No need to mentionĀ  kcalloc as the other place allocates the memory 
through kmalloc.


Otherwise looks good.
Acked-by: Mukesh Ojha <mo...@codeaurora.org>


dereference. The patch fixes this problem by returning error upstream
in rtl8723bs, rtl8188eu.

Signed-off-by: Aditya Pakki <pakki...@umn.edu>

---
v2: Move signed off above version change log.
v1: Return error and remove print in case of failure, per Greg
---
  drivers/staging/rtl8188eu/core/rtw_xmit.c    |  9 +++++++--
  drivers/staging/rtl8188eu/include/rtw_xmit.h |  2 +-
  drivers/staging/rtl8723bs/core/rtw_xmit.c    | 14 +++++++-------
  drivers/staging/rtl8723bs/include/rtw_xmit.h |  2 +-
  4 files changed, 16 insertions(+), 11 deletions(-)

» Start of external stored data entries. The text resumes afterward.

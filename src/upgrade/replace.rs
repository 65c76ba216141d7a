//! Replacement of the installation tree with the contents of an archive.
//!
//! Three policies are available:
//!
//! - [`ReplacePolicy::InPlace`] (default): keep the root directory, remove
//!   every immediate child except the updater's own file, then extract with
//!   that file excluded. Individual removal failures are logged and skipped.
//! - [`ReplacePolicy::Wipe`]: delete the root, recreate it empty, extract
//!   everything. The updater is expected to be part of the archive.
//! - [`ReplacePolicy::Staged`]: extract into `<root>.staging`, then swap
//!   directories with two renames and delete the previous tree. The running
//!   updater is never modified in place.
//!
//! Every policy ends by marking the entry file and the updater executable
//! when they exist.

use anyhow::{Context, Result};
use clap::ValueEnum;
use serde::{Deserialize, Serialize};
use std::fs;
use std::path::{Path, PathBuf};
use tracing::{debug, info, warn};

use crate::constants::{PREVIOUS_SUFFIX, STAGING_SUFFIX};
use crate::core::UpdaterError;
use crate::upgrade::archive::{ArchiveExtractor, ExtractSummary};
use crate::utils::fs::{ensure_dir, remove_dir_all, remove_path, set_executable};

/// Strategy used to replace the installation tree.
#[derive(
    Debug, Clone, Copy, Default, PartialEq, Eq, Serialize, Deserialize, ValueEnum,
)]
#[serde(rename_all = "kebab-case")]
pub enum ReplacePolicy {
    /// Selective in-place replace that preserves the updater's own file.
    #[default]
    InPlace,
    /// Delete and recreate the whole root.
    Wipe,
    /// Extract beside the root and swap directories.
    Staged,
}

/// What a replace did.
#[derive(Debug, Default, Clone, PartialEq, Eq)]
pub struct ReplaceReport {
    /// Extraction result.
    pub extract: ExtractSummary,
    /// Paths that could not be removed during cleanup.
    pub removal_failures: Vec<PathBuf>,
    /// Files that were marked executable.
    pub marked_executable: Vec<PathBuf>,
}

/// Replaces one installation root from branch archives.
#[derive(Debug, Clone)]
pub struct TreeReplacer {
    root: PathBuf,
    inner_prefix: String,
    self_file: String,
    entry_file: String,
    policy: ReplacePolicy,
}

impl TreeReplacer {
    /// Replacer for `root`.
    ///
    /// `self_file` is the updater's own file name in the root, `entry_file` the
    /// main application file relative to the root.
    pub fn new(
        root: impl Into<PathBuf>,
        inner_prefix: impl Into<String>,
        self_file: impl Into<String>,
        entry_file: impl Into<String>,
    ) -> Self {
        Self {
            root: root.into(),
            inner_prefix: inner_prefix.into(),
            self_file: self_file.into(),
            entry_file: entry_file.into(),
            policy: ReplacePolicy::default(),
        }
    }

    /// Select the replace policy.
    pub fn policy(mut self, policy: ReplacePolicy) -> Self {
        self.policy = policy;
        self
    }

    /// Replace the installation tree with the contents of `archive`.
    pub fn replace(&self, archive: &Path) -> Result<ReplaceReport> {
        info!("Replacing {} using {:?} policy", self.root.display(), self.policy);

        let mut report = match self.policy {
            ReplacePolicy::InPlace => self.replace_in_place(archive)?,
            ReplacePolicy::Wipe => self.wipe_and_recreate(archive)?,
            ReplacePolicy::Staged => self.staged_swap(archive)?,
        };

        report.marked_executable = self.mark_executables()?;
        Ok(report)
    }

    fn replace_in_place(&self, archive: &Path) -> Result<ReplaceReport> {
        ensure_dir(&self.root)?;

        let mut removal_failures = Vec::new();
        let entries = fs::read_dir(&self.root)
            .with_context(|| format!("Failed to list {}", self.root.display()))?;

        for entry in entries {
            let entry = match entry {
                Ok(entry) => entry,
                Err(e) => {
                    warn!("Failed to read entry in {}: {}", self.root.display(), e);
                    continue;
                }
            };

            if entry.file_name() == self.self_file.as_str() {
                debug!("Preserving {}", entry.path().display());
                continue;
            }

            let path = entry.path();
            if let Err(e) = remove_path(&path) {
                warn!("Failed to remove {}: {:#}", path.display(), e);
                removal_failures.push(path);
            }
        }

        let extract = ArchiveExtractor::new(&self.inner_prefix)
            .exclude(&self.self_file)
            .extract(archive, &self.root)?;

        Ok(ReplaceReport {
            extract,
            removal_failures,
            marked_executable: Vec::new(),
        })
    }

    fn wipe_and_recreate(&self, archive: &Path) -> Result<ReplaceReport> {
        remove_dir_all(&self.root)?;
        ensure_dir(&self.root)?;

        let extract = ArchiveExtractor::new(&self.inner_prefix).extract(archive, &self.root)?;

        Ok(ReplaceReport {
            extract,
            ..ReplaceReport::default()
        })
    }

    fn staged_swap(&self, archive: &Path) -> Result<ReplaceReport> {
        let staging = self.sibling(STAGING_SUFFIX);
        let previous = self.sibling(PREVIOUS_SUFFIX);

        // A run interrupted between the two renames leaves only `.previous`
        if !self.root.exists() && previous.is_dir() {
            warn!(
                "Restoring {} from interrupted swap at {}",
                self.root.display(),
                previous.display()
            );
            fs::rename(&previous, &self.root).with_context(|| {
                format!("Failed to restore {} from {}", self.root.display(), previous.display())
            })?;
        }

        // Leftovers from an interrupted run
        remove_dir_all(&staging)?;
        remove_dir_all(&previous)?;

        ensure_dir(&staging)?;
        let extract = ArchiveExtractor::new(&self.inner_prefix).extract(archive, &staging)?;

        let current_self = self.root.join(&self.self_file);
        let staged_self = staging.join(&self.self_file);
        if current_self.is_file() && !staged_self.exists() {
            debug!("Carrying {} into staged tree", current_self.display());
            fs::copy(&current_self, &staged_self).with_context(|| {
                format!("Failed to copy {} into staged tree", current_self.display())
            })?;
        }

        let swap_error = || UpdaterError::SwapFailed {
            root: self.root.display().to_string(),
            staged: staging.display().to_string(),
        };

        let had_root = self.root.exists();
        if had_root {
            fs::rename(&self.root, &previous).with_context(swap_error)?;
        }
        fs::rename(&staging, &self.root).with_context(swap_error)?;

        let mut removal_failures = Vec::new();
        if had_root && let Err(e) = remove_dir_all(&previous) {
            warn!("Failed to remove previous tree {}: {:#}", previous.display(), e);
            removal_failures.push(previous);
        }

        Ok(ReplaceReport {
            extract,
            removal_failures,
            marked_executable: Vec::new(),
        })
    }

    fn mark_executables(&self) -> Result<Vec<PathBuf>> {
        let mut marked = Vec::new();
        for name in [&self.entry_file, &self.self_file] {
            let path = self.root.join(name);
            if path.is_file() {
                set_executable(&path)?;
                marked.push(path);
            } else {
                debug!("{} not present, not marking executable", path.display());
            }
        }
        Ok(marked)
    }

    fn sibling(&self, suffix: &str) -> PathBuf {
        let name = self
            .root
            .file_name()
            .map(|n| n.to_string_lossy().into_owned())
            .unwrap_or_else(|| "install".to_string());
        self.root.with_file_name(format!("{name}.{suffix}"))
    }
}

diff --git a/drivers/staging/rtl8188eu/core/rtw_xmit.c 
b/drivers/staging/rtl8188eu/core/rtw_xmit.c
index 1723a47a96b4..952f2ab51347 100644
--- a/drivers/staging/rtl8188eu/core/rtw_xmit.c
+++ b/drivers/staging/rtl8188eu/core/rtw_xmit.c
@@ -174,7 +174,9 @@ s32 _rtw_init_xmit_priv(struct xmit_priv *pxmitpriv, struct 
adapter *padapter)

  
  	pxmitpriv->free_xmit_extbuf_cnt = num_xmit_extbuf;
  
-	rtw_alloc_hwxmits(padapter);

+       res = rtw_alloc_hwxmits(padapter);
+       if (res == _FAIL)
+               goto exit;
        rtw_init_hwxmits(pxmitpriv->hwxmits, pxmitpriv->hwxmit_entry);

  
  	for (i = 0; i < 4; i++)

@@ -1503,7 +1505,7 @@ s32 rtw_xmit_classifier(struct adapter *padapter, struct 
xmit_frame *pxmitframe)
        return res;
  }

  
-void rtw_alloc_hwxmits(struct adapter *padapter)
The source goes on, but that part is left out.